Saved payload as pyc with this script:
import marshal, zlib, base64
open('code.pyc','wb').write('03f30d0a5a8cbc52'.decode('hex') + zlib.decompress(base64.b64decode('eJyNVktv...kLHmeCBQ==')))Disassembled the pyc file with uncompyle:
kt@ubuntu:~/ctf/hitcon2016$ uncompyle6 code.pyc
# Python 2.7 (decompiled from Python 2.7)
# Embedded file name: <string>
# Compiled at: 2013-12-26 21:06:50
def main--- This code section failed: ---
1 0 LOAD_GLOBAL 'chr'
3 LOAD_CONST 108
6 CALL_FUNCTION_1 ''
9 LOAD_GLOBAL 'chr'
12 LOAD_CONST 108
15 CALL_FUNCTION_1 ''
18 LOAD_GLOBAL 'chr'
21 LOAD_CONST 97
...Simulated the string creation with this C# code:
static void HandcraftedPyc()
{
// Call me a Python virtual machine! I can interpret Python bytecodes!!!

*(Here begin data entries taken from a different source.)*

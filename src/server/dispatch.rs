use std::fs::File;
use std::io::{self, Read, Write};
use std::net::Shutdown;

use may::net::TcpStream;
use may::sync::mpsc;
use tracing::{debug, error, warn};

use super::conn::{ConnId, EgressItem, Registry};
use crate::http::Response;

/// Chunk size for streamed file bodies.
const FILE_CHUNK_SIZE: usize = 8 * 1024;

/// Dispatcher stage: pops finished responses off the egress queue,
/// serialises them onto the wire, and then either closes the connection
/// or re-arms its receiver, never both.
///
/// File bodies are streamed on a coroutine of their own so a slow client
/// draining a large file cannot stall responses for other connections;
/// the close/re-arm decision happens after the final chunk.
pub(crate) fn dispatch_loop(egress: mpsc::Receiver<EgressItem>, registry: Registry, stack_size: usize) {
    while let Ok(item) = egress.recv() {
        let EgressItem { conn_id, response, terminate } = item;
        let outbound = {
            let connections = registry.lock().unwrap();
            connections.get(&conn_id).and_then(|outbound| {
                outbound
                    .stream
                    .try_clone()
                    .ok()
                    .map(|stream| (stream, outbound.rearm.clone()))
            })
        };
        let Some((mut stream, rearm)) = outbound else {
            debug!(conn_id, "connection went away before the response was written");
            continue;
        };

        if response.is_file_response() {
            let stream_registry = registry.clone();
            let spawned = unsafe {
                may::coroutine::Builder::new().stack_size(stack_size).spawn(move || {
                    stream_file(conn_id, stream, response, terminate, stream_registry, rearm);
                })
            };
            if let Err(err) = spawned {
                error!(conn_id, error = %err, "failed to spawn file streaming coroutine");
                close(conn_id, &registry);
            }
        } else {
            match write_inline(&mut stream, &response) {
                Ok(()) => finish(conn_id, terminate, &registry, &rearm),
                Err(err) => {
                    warn!(conn_id, error = %err, "response write failed");
                    close(conn_id, &registry);
                }
            }
        }
    }
}

fn write_inline(stream: &mut TcpStream, response: &Response) -> io::Result<()> {
    let head = response.serialize_head(response.payload().len() as u64);
    stream.write_all(&head)?;
    stream.write_all(response.payload())
}

/// Stream a file body in fixed-size chunks. The file is opened here, at
/// send time; when it cannot be opened a 404 goes out instead, and a
/// failure mid-stream tears the connection down because the announced
/// length can no longer be honoured.
fn stream_file(
    conn_id: ConnId,
    mut stream: TcpStream,
    response: Response,
    terminate: bool,
    registry: Registry,
    rearm: mpsc::Sender<()>,
) {
    let path = response.file_path().expect("file response without a path");
    let mut file = match File::open(path) {
        Ok(file) => file,
        Err(err) => {
            warn!(conn_id, path = %path.display(), error = %err, "file response target missing");
            let mut res = Response::new();
            res.status(404).send("File Not Found");
            match write_inline(&mut stream, &res) {
                Ok(()) => finish(conn_id, terminate, &registry, &rearm),
                Err(_) => close(conn_id, &registry),
            }
            return;
        }
    };
    let length = match file.metadata() {
        Ok(metadata) => metadata.len(),
        Err(err) => {
            warn!(conn_id, path = %path.display(), error = %err, "file metadata unavailable");
            close(conn_id, &registry);
            return;
        }
    };

    let head = response.serialize_head(length);
    if let Err(err) = stream.write_all(&head) {
        warn!(conn_id, error = %err, "file response head write failed");
        close(conn_id, &registry);
        return;
    }

    let mut chunk = [0u8; FILE_CHUNK_SIZE];
    loop {
        let read = match file.read(&mut chunk) {
            Ok(0) => break,
            Ok(read) => read,
            Err(err) => {
                warn!(conn_id, error = %err, "file read failed mid-stream");
                close(conn_id, &registry);
                return;
            }
        };
        if let Err(err) = stream.write_all(&chunk[..read]) {
            warn!(conn_id, error = %err, "file stream aborted by the client");
            close(conn_id, &registry);
            return;
        }
    }
    debug!(conn_id, length, "file response streamed");
    finish(conn_id, terminate, &registry, &rearm);
}

/// Response fully written: close the connection or hand it back to its
/// receiver for the next request.
fn finish(conn_id: ConnId, terminate: bool, registry: &Registry, rearm: &mpsc::Sender<()>) {
    if terminate {
        close(conn_id, registry);
    } else {
        let _ = rearm.send(());
    }
}

fn close(conn_id: ConnId, registry: &Registry) {
    if let Some(outbound) = registry.lock().unwrap().remove(&conn_id) {
        let _ = outbound.stream.shutdown(Shutdown::Both);
        debug!(conn_id, "connection closed");
    }
}
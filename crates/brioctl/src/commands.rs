//! Subcommand handlers.

use crate::collaborators::{LocalExerciseSource, LocalIdeaSource};
use crate::config::BrioConfig;
use crate::display;
use crate::repl;
use crate::session::SessionDriver;
use anyhow::Result;
use brio_common::blockage::TextAnalysis;
use brio_common::store::validate_user;
use brio_common::{protocol, Brain, InMemoryStore, JsonFileStore, MemoryStore, SystemClock};
use std::sync::Arc;
use std::time::Duration;

fn open_store(config: &BrioConfig, ephemeral: bool) -> Arc<dyn MemoryStore> {
    if ephemeral {
        Arc::new(InMemoryStore::new())
    } else {
        Arc::new(JsonFileStore::new(&config.data_dir))
    }
}

pub async fn chat(config: &BrioConfig, ephemeral: bool, no_pacing: bool) -> Result<()> {
    validate_user(&config.user)?;

    let (brain, exercises) = match config.seed {
        Some(seed) => (
            Brain::with_seed(SystemClock, seed),
            LocalExerciseSource::with_seed(seed),
        ),
        None => (Brain::new(SystemClock), LocalExerciseSource::new()),
    };
    let mut driver = SessionDriver::new(
        config.user.clone(),
        brain,
        open_store(config, ephemeral),
        Arc::new(exercises),
        Arc::new(LocalIdeaSource),
    );

    let pacing = if no_pacing {
        Duration::ZERO
    } else {
        Duration::from_millis(config.pacing_ms)
    };
    repl::run(&mut driver, pacing).await
}

pub fn classify(text: &str, json: bool) -> Result<()> {
    let analysis = TextAnalysis::of(text);
    if json {
        println!("{}", serde_json::to_string_pretty(&analysis)?);
    } else {
        display::print_analysis(text, &analysis);
    }
    Ok(())
}

pub fn stats(config: &BrioConfig) -> Result<()> {
    let memory = open_store(config, false).load_memory(&config.user)?;
    display::print_stats(&config.user, &memory);
    Ok(())
}

pub fn week(config: &BrioConfig, reset: bool) -> Result<()> {
    let store = open_store(config, false);
    if reset {
        store.clear_week(&config.user)?;
        println!("Plan de 7 días borrado.");
        return Ok(());
    }
    let week = store.load_week(&config.user)?;
    display::print_week(week.as_ref());
    Ok(())
}

pub fn protocols() -> Result<()> {
    display::print_protocols(protocol::protocols());
    Ok(())
}
//! Wall-clock abstraction.
//!
//! The week tracker compares calendar days, so every "now" in the core goes
//! through a `Clock` that tests can pin.

use chrono::{DateTime, Utc};
use std::sync::{Arc, Mutex};

pub trait Clock: Send + Sync {
    fn now(&self) -> DateTime<Utc>;
}

/// Real system time
#[derive(Debug, Clone, Copy, Default)]
pub struct SystemClock;

impl Clock for SystemClock {
    fn now(&self) -> DateTime<Utc> {
        Utc::now()
    }
}

/// Clock pinned to a settable instant. Clones share the same instant.
#[derive(Debug, Clone)]
pub struct FixedClock {
    instant: Arc<Mutex<DateTime<Utc>>>,
}

impl FixedClock {
    pub fn new(instant: DateTime<Utc>) -> Self {
        Self {
            instant: Arc::new(Mutex::new(instant)),
        }
    }

    /// Move the clock to a new instant
    pub fn set(&self, instant: DateTime<Utc>) {
        if let Ok(mut guard) = self.instant.lock() {
            *guard = instant;
        }
    }

    /// Advance the clock by a duration
    pub fn advance(&self, by: chrono::Duration) {
        if let Ok(mut guard) = self.instant.lock() {
            *guard = *guard + by;
        }
    }
}

impl Clock for FixedClock {
    fn now(&self) -> DateTime<Utc> {
        match self.instant.lock() {
            Ok(guard) => *guard,
            Err(poisoned) => *poisoned.into_inner(),
        }
    }
}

var cmds = File.ReadAllLines(@"disas.txt").Select(x => Regex.Match(x, @"(.*?)\s+(.*)").Groups.OfType<Group>().Skip(1).Select(g => g.Value).ToArray()).ToArray();
var stack = new Stack<string>();
foreach (var cmd in cmds)
{
if (cmd[0] == "LOAD_GLOBAL" || cmd[0] == "LOAD_CONST")
stack.Push(cmd[1]);
else if (cmd[0] == "CALL_FUNCTION_1")
{
var arg = stack.Pop();
var func = stack.Pop();
if (func == "'chr'")
stack.Push("" + (char)int.Parse(arg));
else
Debugger.Break();
}
else if (cmd[0] == "ROT_TWO")
{
var arg1 = stack.Pop();
var arg2 = stack.Pop();
stack.Push(arg1);
stack.Push(arg2);
}
else if (cmd[0] == "BINARY_ADD")
{
var arg1 = stack.Pop();
var arg2 = stack.Pop();
stack.Push(arg2 + arg1);
}
else
Debugger.Break();
}
}At the end the stack contains one variable, the ‘decrypted’ string. The first code block created the string “Call me a Python virtual machine! I can interpret Python bytecodes!!!”, while the second code block created the flag:
hitcon{Now you can compile and run Python bytecode in your brain!}